1. Obtain recipient permission

First things first: you need to get permission from your text message recipients before you can add them to your automation or texting list. 

Consider asking customers for their written permission so you have documents proving they gave you their consent. For example, you can:

  • Add a form to your website
  • Send a form via email
  • Ask customers to sign up for text message communications at the point of sale

2. Decide what you’re going to text

Hone in on what exactly you want to say to customers. Do you want to use text message marketing? Scheduling? Decide how you want to incorporate texting in your business operations. 

Keep in mind that you should keep your business brand consistent in your messaging communication. Your text messages should be professional, representative of your business, and free of spelling and grammatical errors. 

Remember to add an opt-out option on each text message (e.g., type “1” to stop) to give customers the option to stop receiving messages. 

3. Sign up for a service 

Sure, you can text customers from your personal or business cell phone number. But do you really want to? 

Probably not.

Instead, consider signing up for an SMS service (e.g., app). That way, you can set up automatic texts (e.g., You have a payment due) to more than one person at a time. 

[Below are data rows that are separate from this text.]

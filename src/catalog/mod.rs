//! MusicBrainz artist id resolution.
//!
//! Architecture:
//! - `domain`: query and error types
//! - `dto`: response shapes for release/recording searches
//! - `client`: throttled HTTP transport
//! - `cache`: in-memory read-through response cache
//! - `traits`: the [`CatalogApi`] seam (and test mocks)
//! - `resolver`: tiered search and fuzzy artist matching

pub mod cache;
pub mod client;
pub mod domain;
pub mod dto;
pub mod resolver;
mod throttle;
pub mod traits;

pub use cache::ResponseCache;
pub use client::MusicBrainzClient;
pub use domain::{CatalogError, Pass, SearchQuery, Tier};
pub use resolver::ArtistIdResolver;
pub use traits::CatalogApi;
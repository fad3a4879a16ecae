//! Scoped child process with piped stdin/stdout.
//!
//! [`AsyncProcess`] owns the child and any background tasks attached to it.
//! Dropping it aborts those tasks and kills the child if it is still
//! running, so an early return (or a failed parse) never leaks a process.

use std::future::Future;
use std::io;
use std::process::{ExitStatus, Stdio};

use tokio::io::AsyncReadExt;
use tokio::process::{Child, ChildStdin, ChildStdout, Command};
use tokio::task::JoinHandle;

/// Which pipes to open on the child.
#[derive(Debug, Clone, Copy, Default, PartialEq, Eq)]
pub struct ProcessOptions {
    pub enable_stdin: bool,
    pub enable_stdout: bool,
}

/// A running child process and the tasks feeding it.
pub struct AsyncProcess {
    program: String,
    child: Child,
    stdin: Option<ChildStdin>,
    stdout: Option<ChildStdout>,
    tasks: Vec<JoinHandle<()>>,
}

impl AsyncProcess {
    /// Spawn `program` with `args`. Stderr is always discarded.
    pub fn spawn<I, S>(program: &str, args: I, options: ProcessOptions) -> io::Result<Self>
    where
        I: IntoIterator<Item = S>,
        S: AsRef<std::ffi::OsStr>,
    {
        let mut command = Command::new(program);
        command
            .args(args)
            .stdin(if options.enable_stdin {
                Stdio::piped()
            } else {
                Stdio::null()
            })
            .stdout(if options.enable_stdout {
                Stdio::piped()
            } else {
                Stdio::null()
            })
            .stderr(Stdio::null())
            .kill_on_drop(true);

        let mut child = command.spawn()?;
        tracing::debug!(program, pid = ?child.id(), "Spawned process");

        Ok(Self {
            program: program.to_string(),
            stdin: child.stdin.take(),
            stdout: child.stdout.take(),
            child,
            tasks: Vec::new(),
        })
    }

    /// Hand stdin over to a feeder task; dropping it there closes the pipe.
    pub fn take_stdin(&mut self) -> Option<ChildStdin> {
        self.stdin.take()
    }

    /// Run `task` in the background for as long as this process lives.
    pub fn attach_task<F>(&mut self, task: F)
    where
        F: Future<Output = ()> + Send + 'static,
    {
        self.tasks.push(tokio::spawn(task));
    }

    /// Read up to `n` bytes; fewer only at end of output.
    pub async fn read(&mut self, n: usize) -> io::Result<Vec<u8>> {
        let stdout = self.stdout.as_mut().ok_or_else(closed_stdout)?;
        let mut buf = Vec::with_capacity(n.min(64 * 1024));
        stdout.take(n as u64).read_to_end(&mut buf).await?;
        Ok(buf)
    }

    /// Read everything the child writes until it closes stdout.
    pub async fn read_to_end(&mut self) -> io::Result<Vec<u8>> {
        let stdout = self.stdout.as_mut().ok_or_else(closed_stdout)?;
        let mut buf = Vec::new();
        stdout.read_to_end(&mut buf).await?;
        Ok(buf)
    }

    /// Wait for the child to exit, leaving attached tasks running.
    pub async fn wait(&mut self) -> io::Result<ExitStatus> {
        self.child.wait().await
    }

    /// Stop attached tasks, close the pipes and wait for the child to exit.
    pub async fn close(mut self) -> io::Result<ExitStatus> {
        for task in self.tasks.drain(..) {
            task.abort();
        }
        self.stdin = None;
        self.stdout = None;
        let status = self.child.wait().await?;
        tracing::debug!(program = %self.program, %status, "Process exited");
        Ok(status)
    }
}

impl Drop for AsyncProcess {
    fn drop(&mut self) {
        for task in &self.tasks {
            task.abort();
        }
        // kill_on_drop covers the child itself; this just makes it eager
        let _ = self.child.start_kill();
    }
}

fn closed_stdout() -> io::Error {
    io::Error::new(io::ErrorKind::UnexpectedEof, "stdout is not open")
}
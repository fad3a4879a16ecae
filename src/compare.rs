//! String escaping and fuzzy comparison for catalog lookups.
//!
//! Two services live here:
//! - [`escape_search_syntax`] makes user text safe to embed in a Lucene
//!   query sent to the catalog search endpoints.
//! - [`compare_string`] / [`compare_strings`] decide whether two names refer
//!   to the same thing, at two strictness levels.

use unicode_normalization::UnicodeNormalization;
use unicode_normalization::char::is_combining_mark;

/// Characters with meaning in the catalog's Lucene query syntax.
const SEARCH_SPECIAL: &[char] = &[
    '+', '-', '&', '|', '!', '(', ')', '{', '}', '[', ']', '^', '"', '~', '*', '?', ':', '\\',
    '/',
];

/// Minimum similarity ratio for two comparison strings to match loosely.
const LOOSE_SIMILARITY: f64 = 0.9;

/// Prefix each search-syntax metacharacter with a backslash.
pub fn escape_search_syntax(input: &str) -> String {
    let mut escaped = String::with_capacity(input.len());
    for c in input.chars() {
        if SEARCH_SPECIAL.contains(&c) {
            escaped.push('\\');
        }
        escaped.push(c);
    }
    escaped
}

/// Build the normalized comparison form of a string.
///
/// Diacritics are stripped (NFKD, combining marks dropped), everything is
/// lower-cased, punctuation is removed and whitespace runs collapse to a
/// single space. `&` is spelled out so "Simon & Garfunkel" and
/// "Simon and Garfunkel" compare equal.
pub fn compare_string(input: &str) -> String {
    let folded: String = input
        .nfkd()
        .filter(|c| !is_combining_mark(*c))
        .flat_map(char::to_lowercase)
        .collect();

    let mut out = String::with_capacity(folded.len());
    for word in folded.replace('&', " and ").split_whitespace() {
        let cleaned: String = word.chars().filter(|c| c.is_alphanumeric()).collect();
        if cleaned.is_empty() {
            continue;
        }
        if !out.is_empty() {
            out.push(' ');
        }
        out.push_str(&cleaned);
    }
    out
}

/// Compare two names at the given strictness.
///
/// Strict: case-folded, whitespace-collapsed text is equal, or the
/// comparison forms are equal. Loose additionally ignores a leading "the"
/// and accepts comparison forms whose similarity ratio reaches 0.9.
pub fn compare_strings(a: &str, b: &str, strict: bool) -> bool {
    if fold_case(a) == fold_case(b) {
        return true;
    }
    let (a, b) = (compare_string(a), compare_string(b));
    if a.is_empty() || b.is_empty() {
        return false;
    }
    if a == b {
        return true;
    }
    if strict {
        return false;
    }

    let (a, b) = (strip_article(&a), strip_article(&b));
    a == b || strsim::normalized_levenshtein(a, b) >= LOOSE_SIMILARITY
}

fn fold_case(input: &str) -> String {
    input
        .split_whitespace()
        .collect::<Vec<_>>()
        .join(" ")
        .to_lowercase()
}

fn strip_article(input: &str) -> &str {
    input.strip_prefix("the ").unwrap_or(input)
}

Some SMS systems let customers text you back while others are just a one-way street. So, keep in mind that you should decide whether you want to accept customer responses or not. 

One-way texting prevents responses or limits responses to “YES,” “NO,” “CANCEL,” etc. Like regular text messaging, two-way texting lets you and your customers carry on a conversation. 

Regardless of whether you opt for one-way or two-way texting, signing up for a service can streamline the process of sending out text message campaigns. Keep in mind that most services charge a monthly fee, a per-text rate, or both.